U.S. Environmental Protection Agency regulations for hexavalent chrome (Cr6+) air emissions (regulated under the Clean Air Act) have become increasingly stringent over the last few years . In addition, chrome plating sludge, used maskant, and any other material containing Cr (whether Cr, Cr3+or Cr6+) must be disposed of as toxic waste. The liability risks associated with air emissions, waste disposal and worker health are a major concern for any organization engaged in aerospace manufacturing or overhaul using engineered hard chrome (EHC).

Although the driver was originally regulatory, growth in the use of EHC alternatives has accelerated as original equipment manufacturers (OEMs) and their customers have recognized that alternatives can provide better wear and corrosion performance with faster turnaround in maintenance, repair and overhaul (MRO). Many companies have found that high-velocity oxygen-fuel (HVOF) technology reduces their cost of ownership, even though the process itself is more expensive.

Figure 1. A schematic of a double-ended aircraft hydraulic actuator showing coatings and damage mechanisms.

Typical Applications and Requirements

EHC is used for two primary purposes in the aerospace industry: increasing wear resistance and rebuilding worn components.

For wear resistance, a plating thickness of 0.003 to 0.005 in. (75-125 microns) is typical, although there are some applications in bearings and internal diameters that use nodular thin dense chrome (TDC) with a thickness of 0.0003 to 0.0006 in. (7.5-15 microns).

When rebuilding worn components to print specifications (often where EHC had not originally been used), thicknesses up to 0.015 in. are usually allowed. Sulfamate nickel (Ni) capped with EHC is used for larger buildups.

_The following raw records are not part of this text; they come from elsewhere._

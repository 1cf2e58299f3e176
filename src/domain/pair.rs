//! Query pairs, choices, and recorded comparisons

use std::fmt;

use serde::{Deserialize, Serialize};
use thiserror::Error;

use super::item::Item;

#[derive(Debug, Error, PartialEq, Eq)]
#[error("Invalid choice index {0}: expected 0 or 1")]
pub struct InvalidChoice(pub u8);

/// Two items presented together, in presentation order
#[derive(Debug, Clone, PartialEq, Eq, Hash, Serialize, Deserialize)]
pub struct Pair {
    pub first: Item,
    pub second: Item,
}

impl Pair {
    pub fn new(first: Item, second: Item) -> Self {
        Self { first, second }
    }

    /// Resolves a choice into a comparison: the chosen item goes first
    pub fn resolve(&self, choice: Choice) -> Comparison {
        match choice {
            Choice::First => Comparison::new(self.first.clone(), self.second.clone()),
            Choice::Second => Comparison::new(self.second.clone(), self.first.clone()),
        }
    }

    /// Returns true if the pair holds the same two items, in either order
    pub fn same_items(&self, other: &Pair) -> bool {
        (self.first == other.first && self.second == other.second)
            || (self.first == other.second && self.second == other.first)
    }
}

impl fmt::Display for Pair {
    fn fmt(&self, f: &mut fmt::Formatter<'_>) -> fmt::Result {
        write!(f, "{} vs {}", self.first, self.second)
    }
}

/// Which item of the in-flight pair comes first
#[derive(Debug, Clone, Copy, PartialEq, Eq, Hash, Serialize, Deserialize)]
#[serde(rename_all = "snake_case")]
pub enum Choice {
    /// The left (index 0) item comes first
    First,
    /// The right (index 1) item comes first
    Second,
}

impl TryFrom<u8> for Choice {
    type Error = InvalidChoice;

    fn try_from(index: u8) -> Result<Self, Self::Error> {
        match index {
            0 => Ok(Choice::First),
            1 => Ok(Choice::Second),
            other => Err(InvalidChoice(other)),
        }
    }
}

/// A directly answered comparison: `first` precedes `second`
#[derive(Debug, Clone, PartialEq, Eq, Hash, Serialize, Deserialize)]
pub struct Comparison {
    pub first: Item,
    pub second: Item,
}

impl Comparison {
    pub fn new(first: Item, second: Item) -> Self {
        Self { first, second }
    }
}

impl fmt::Display for Comparison {
    fn fmt(&self, f: &mut fmt::Formatter<'_>) -> fmt::Result {
        write!(f, "{} before {}", self.first, self.second)
    }
}
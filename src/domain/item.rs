//! Items being ordered
//!
//! An item is an opaque line of text. Identity is value equality, so two
//! input lines with the same text are the same item.

use std::collections::HashSet;
use std::fmt;
use std::sync::Arc;

use serde::{Deserialize, Serialize};

/// A distinct value being placed into the final order
///
/// Cloning is cheap: the text is shared.
#[derive(Debug, Clone, PartialEq, Eq, Hash, PartialOrd, Ord, Serialize, Deserialize)]
#[serde(transparent)]
pub struct Item(Arc<str>);

impl Item {
    /// Creates an item from any text
    pub fn new(text: impl AsRef<str>) -> Self {
        Self(Arc::from(text.as_ref()))
    }

    /// Returns the item text
    pub fn as_str(&self) -> &str {
        &self.0
    }
}

impl fmt::Display for Item {
    fn fmt(&self, f: &mut fmt::Formatter<'_>) -> fmt::Result {
        f.write_str(&self.0)
    }
}

impl From<&str> for Item {
    fn from(s: &str) -> Self {
        Self::new(s)
    }
}

impl From<String> for Item {
    fn from(s: String) -> Self {
        Self(Arc::from(s))
    }
}

impl AsRef<str> for Item {
    fn as_ref(&self) -> &str {
        &self.0
    }
}

/// Collapses duplicates, keeping the first occurrence of each value
pub fn dedupe<I>(items: I) -> Vec<Item>
where
    I: IntoIterator,
    I::Item: Into<Item>,
{
    let mut seen = HashSet::new();
    items
        .into_iter()
        .map(Into::into)
        .filter(|item: &Item| seen.insert(item.clone()))
        .collect()
}

#[cfg(test)]
mod tests {
    use super::*;

    #[test]
    fn equality_is_by_value() {
        assert_eq!(Item::new("apple"), Item::from(String::from("apple")));
        assert_ne!(Item::new("apple"), Item::new("Apple"));
    }

    #[test]
    fn display_is_raw_text() {
        assert_eq!(Item::new("red fox").to_string(), "red fox");
    }

    #[test]
    fn dedupe_keeps_first_occurrence() {
        let items = dedupe(["b", "a", "b", "c", "a"]);
        let texts: Vec<_> = items.iter().map(Item::as_str).collect();
        assert_eq!(texts, vec!["b", "a", "c"]);
    }

    #[test]
    fn dedupe_empty() {
        assert!(dedupe(Vec::<String>::new()).is_empty());
    }

    #[test]
    fn serializes_as_plain_string() {
        let json = serde_json::to_string(&Item::new("x")).unwrap();
        assert_eq!(json, "\"x\"");
    }
}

Figure 1 shows a typical aircraft actuator, which is subject to a variety of wear and damage mechanisms. Surfaces are plated thicker than required and then ground back to the final dimensions and finish. Most aircraft applications are on cylindrical surfaces such as this that are subject to wear, although some are more complex, including landing gear pistons, journals for wheel and engine bearings, hydraulic actuator rods, and flap and slat tracks (a non-cylindrical surface). Additionally, thin EHC and TDC are frequently applied to the internal diameters (IDs) of hydraulic actuator and landing gear outer cylinders and some bearing races. Any alternative must not only match or exceed the performance of EHC, but it also must be compatible with typical substrate materials, and it must fit with manufacturing and overhaul processes. Requirements for these processes include:
  • It must be usable on shot-peened high-strength steel, which cannot exceed 375°F (190°C). There are some structural Al alloys that are even more heat-sensitive.
  • It must be possible to build up to a thickness of at least 0.015 in. without excessive stress (especially tensile stress, which tends to cause a fatigue debit).
  • Its wear resistance should be comparable with or better than EHC.
  • Its surface finish should be suitable for use in fluid-wetted wear applications (ideally a smooth bearing surface that traps oil).
  • It should be suitable for use in an OEM or MRO plant, or be widely available from aerospace-qualified vendors.
  • It must be suitable for MRO, including:
    - able to be deposited at final spec or to be ground or superfinished to the required size and finish,
    - trippable for subsequent repair and overhaul, and
    - suitable for non-destructive inspection (NDI), especially fluorescent dye penetrant inspection (FPI) for substrate cracks.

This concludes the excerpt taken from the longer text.